Exercise brief » Go through the entries below and return every line that contains "recent".

○ ○ ○ ○

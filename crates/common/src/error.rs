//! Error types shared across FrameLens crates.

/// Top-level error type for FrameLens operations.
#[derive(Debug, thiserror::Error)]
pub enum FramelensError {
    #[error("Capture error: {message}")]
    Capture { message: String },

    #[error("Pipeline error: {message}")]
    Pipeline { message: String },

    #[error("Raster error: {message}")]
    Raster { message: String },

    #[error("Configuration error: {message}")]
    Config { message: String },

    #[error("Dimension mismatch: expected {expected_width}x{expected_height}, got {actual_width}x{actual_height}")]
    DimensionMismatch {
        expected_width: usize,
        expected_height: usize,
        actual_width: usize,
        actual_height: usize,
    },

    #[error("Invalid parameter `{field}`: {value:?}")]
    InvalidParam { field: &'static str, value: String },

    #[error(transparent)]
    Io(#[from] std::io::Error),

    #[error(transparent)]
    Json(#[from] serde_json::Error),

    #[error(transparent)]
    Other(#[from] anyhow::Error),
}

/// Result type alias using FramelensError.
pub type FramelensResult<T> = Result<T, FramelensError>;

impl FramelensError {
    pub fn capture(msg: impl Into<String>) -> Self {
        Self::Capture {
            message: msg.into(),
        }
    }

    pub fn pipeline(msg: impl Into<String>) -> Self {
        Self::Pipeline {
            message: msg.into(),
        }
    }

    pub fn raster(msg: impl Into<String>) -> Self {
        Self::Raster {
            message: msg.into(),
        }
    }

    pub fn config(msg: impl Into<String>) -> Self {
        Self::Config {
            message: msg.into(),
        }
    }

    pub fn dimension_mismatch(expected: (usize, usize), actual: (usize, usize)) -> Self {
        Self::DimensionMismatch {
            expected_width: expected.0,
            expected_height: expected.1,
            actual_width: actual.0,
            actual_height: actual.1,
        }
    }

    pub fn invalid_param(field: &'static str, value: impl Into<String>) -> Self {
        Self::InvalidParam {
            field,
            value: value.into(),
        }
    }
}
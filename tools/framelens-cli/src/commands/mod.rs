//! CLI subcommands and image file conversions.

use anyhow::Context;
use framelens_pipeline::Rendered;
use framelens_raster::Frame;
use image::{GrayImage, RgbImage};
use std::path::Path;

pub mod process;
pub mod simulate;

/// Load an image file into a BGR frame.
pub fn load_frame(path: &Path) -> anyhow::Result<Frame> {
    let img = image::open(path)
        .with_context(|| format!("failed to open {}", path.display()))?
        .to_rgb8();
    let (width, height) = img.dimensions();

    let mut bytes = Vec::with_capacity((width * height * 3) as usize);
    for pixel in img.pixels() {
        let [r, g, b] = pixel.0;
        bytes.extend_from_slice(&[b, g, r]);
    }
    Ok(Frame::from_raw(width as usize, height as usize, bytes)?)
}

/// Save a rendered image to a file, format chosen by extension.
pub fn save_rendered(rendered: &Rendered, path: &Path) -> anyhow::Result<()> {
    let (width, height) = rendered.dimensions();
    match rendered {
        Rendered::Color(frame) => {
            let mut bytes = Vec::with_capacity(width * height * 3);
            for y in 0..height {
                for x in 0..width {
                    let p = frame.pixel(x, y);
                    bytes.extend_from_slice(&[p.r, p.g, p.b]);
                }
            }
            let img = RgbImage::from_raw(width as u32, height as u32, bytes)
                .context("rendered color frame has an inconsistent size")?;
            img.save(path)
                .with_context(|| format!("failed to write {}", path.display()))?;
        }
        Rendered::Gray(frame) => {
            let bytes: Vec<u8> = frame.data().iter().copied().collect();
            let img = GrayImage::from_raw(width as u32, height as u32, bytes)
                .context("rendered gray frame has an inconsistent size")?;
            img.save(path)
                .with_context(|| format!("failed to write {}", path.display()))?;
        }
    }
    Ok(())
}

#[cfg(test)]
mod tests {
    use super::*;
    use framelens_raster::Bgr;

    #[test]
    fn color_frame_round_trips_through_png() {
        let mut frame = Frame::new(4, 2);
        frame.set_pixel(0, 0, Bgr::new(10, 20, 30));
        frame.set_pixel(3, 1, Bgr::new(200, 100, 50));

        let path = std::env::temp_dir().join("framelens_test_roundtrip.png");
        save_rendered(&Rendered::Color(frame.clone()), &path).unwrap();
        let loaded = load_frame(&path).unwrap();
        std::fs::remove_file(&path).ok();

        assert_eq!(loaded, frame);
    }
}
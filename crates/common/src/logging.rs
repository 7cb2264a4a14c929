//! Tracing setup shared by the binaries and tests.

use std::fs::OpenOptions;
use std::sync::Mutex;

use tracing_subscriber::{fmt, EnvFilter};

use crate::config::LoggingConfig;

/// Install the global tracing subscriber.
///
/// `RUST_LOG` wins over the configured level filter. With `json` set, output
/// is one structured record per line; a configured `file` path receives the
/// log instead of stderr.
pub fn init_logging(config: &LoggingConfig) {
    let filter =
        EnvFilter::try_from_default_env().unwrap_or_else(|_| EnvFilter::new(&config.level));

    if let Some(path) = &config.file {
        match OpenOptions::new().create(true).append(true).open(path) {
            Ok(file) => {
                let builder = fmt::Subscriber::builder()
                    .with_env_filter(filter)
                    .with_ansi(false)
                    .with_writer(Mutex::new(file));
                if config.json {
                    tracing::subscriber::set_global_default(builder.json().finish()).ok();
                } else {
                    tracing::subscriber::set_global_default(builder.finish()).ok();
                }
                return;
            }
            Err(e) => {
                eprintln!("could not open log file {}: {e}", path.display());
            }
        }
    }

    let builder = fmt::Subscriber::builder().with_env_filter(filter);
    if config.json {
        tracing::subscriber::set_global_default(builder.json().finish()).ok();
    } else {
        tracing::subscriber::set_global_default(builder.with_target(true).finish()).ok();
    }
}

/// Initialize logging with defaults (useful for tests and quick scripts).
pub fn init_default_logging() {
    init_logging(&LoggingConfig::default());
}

○ ○ ○ ○

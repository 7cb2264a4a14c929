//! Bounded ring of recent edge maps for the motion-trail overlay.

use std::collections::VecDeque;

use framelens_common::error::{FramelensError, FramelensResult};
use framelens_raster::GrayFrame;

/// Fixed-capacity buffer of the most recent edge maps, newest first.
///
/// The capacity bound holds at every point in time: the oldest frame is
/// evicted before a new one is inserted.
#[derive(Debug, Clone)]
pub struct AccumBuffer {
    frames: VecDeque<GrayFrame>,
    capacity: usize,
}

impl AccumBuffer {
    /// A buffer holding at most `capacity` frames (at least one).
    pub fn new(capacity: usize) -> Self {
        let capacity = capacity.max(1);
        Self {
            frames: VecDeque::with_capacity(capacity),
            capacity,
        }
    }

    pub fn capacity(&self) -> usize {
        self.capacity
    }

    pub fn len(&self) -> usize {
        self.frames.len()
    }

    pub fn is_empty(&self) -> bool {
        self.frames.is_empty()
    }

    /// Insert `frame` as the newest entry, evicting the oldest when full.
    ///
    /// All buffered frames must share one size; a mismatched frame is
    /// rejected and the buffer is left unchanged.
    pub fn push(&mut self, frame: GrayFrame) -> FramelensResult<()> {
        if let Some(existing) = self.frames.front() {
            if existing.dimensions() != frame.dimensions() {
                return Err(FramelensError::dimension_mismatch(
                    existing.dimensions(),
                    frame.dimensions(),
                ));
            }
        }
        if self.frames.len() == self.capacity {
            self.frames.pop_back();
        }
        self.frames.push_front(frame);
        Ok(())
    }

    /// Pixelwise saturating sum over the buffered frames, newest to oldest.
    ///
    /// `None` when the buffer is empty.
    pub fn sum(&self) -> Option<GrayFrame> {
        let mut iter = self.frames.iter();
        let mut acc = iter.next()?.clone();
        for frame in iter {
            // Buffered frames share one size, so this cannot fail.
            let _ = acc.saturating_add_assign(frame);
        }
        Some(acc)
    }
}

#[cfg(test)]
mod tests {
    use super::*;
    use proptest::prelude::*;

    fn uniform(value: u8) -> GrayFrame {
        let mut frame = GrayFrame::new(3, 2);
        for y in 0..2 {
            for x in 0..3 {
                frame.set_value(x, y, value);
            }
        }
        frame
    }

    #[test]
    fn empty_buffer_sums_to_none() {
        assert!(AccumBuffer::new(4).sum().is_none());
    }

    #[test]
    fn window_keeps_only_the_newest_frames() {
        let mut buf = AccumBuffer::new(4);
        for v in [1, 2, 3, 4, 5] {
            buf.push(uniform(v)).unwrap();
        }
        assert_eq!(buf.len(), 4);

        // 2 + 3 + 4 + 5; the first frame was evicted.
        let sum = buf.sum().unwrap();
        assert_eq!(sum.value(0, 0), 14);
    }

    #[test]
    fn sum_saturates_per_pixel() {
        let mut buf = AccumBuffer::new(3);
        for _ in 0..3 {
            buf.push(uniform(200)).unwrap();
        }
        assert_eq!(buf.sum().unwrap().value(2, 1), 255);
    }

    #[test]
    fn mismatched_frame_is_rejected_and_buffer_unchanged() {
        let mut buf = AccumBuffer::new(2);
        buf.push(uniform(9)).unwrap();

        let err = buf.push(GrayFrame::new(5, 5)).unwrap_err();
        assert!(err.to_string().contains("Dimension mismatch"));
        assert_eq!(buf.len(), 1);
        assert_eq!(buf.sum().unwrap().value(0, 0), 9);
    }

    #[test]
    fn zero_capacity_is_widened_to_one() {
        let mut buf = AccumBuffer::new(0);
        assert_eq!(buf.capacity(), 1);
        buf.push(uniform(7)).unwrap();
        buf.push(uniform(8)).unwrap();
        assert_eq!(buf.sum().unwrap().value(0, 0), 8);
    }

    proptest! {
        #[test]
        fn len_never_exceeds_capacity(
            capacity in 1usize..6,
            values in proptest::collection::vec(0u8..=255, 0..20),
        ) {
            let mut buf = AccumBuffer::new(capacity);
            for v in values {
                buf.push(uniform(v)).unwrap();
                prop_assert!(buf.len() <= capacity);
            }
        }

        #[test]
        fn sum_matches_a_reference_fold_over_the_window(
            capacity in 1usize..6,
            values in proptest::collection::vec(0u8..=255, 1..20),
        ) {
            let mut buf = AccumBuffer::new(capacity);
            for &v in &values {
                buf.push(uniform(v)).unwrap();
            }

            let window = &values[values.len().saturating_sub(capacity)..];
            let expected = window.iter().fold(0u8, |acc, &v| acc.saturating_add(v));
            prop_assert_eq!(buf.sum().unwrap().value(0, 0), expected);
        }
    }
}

○ ○ ○ ○

Task answer »
//! Bounded ring of recent edge maps for the motion-trail overlay.
/// Fixed-capacity buffer of the most recent edge maps, newest first.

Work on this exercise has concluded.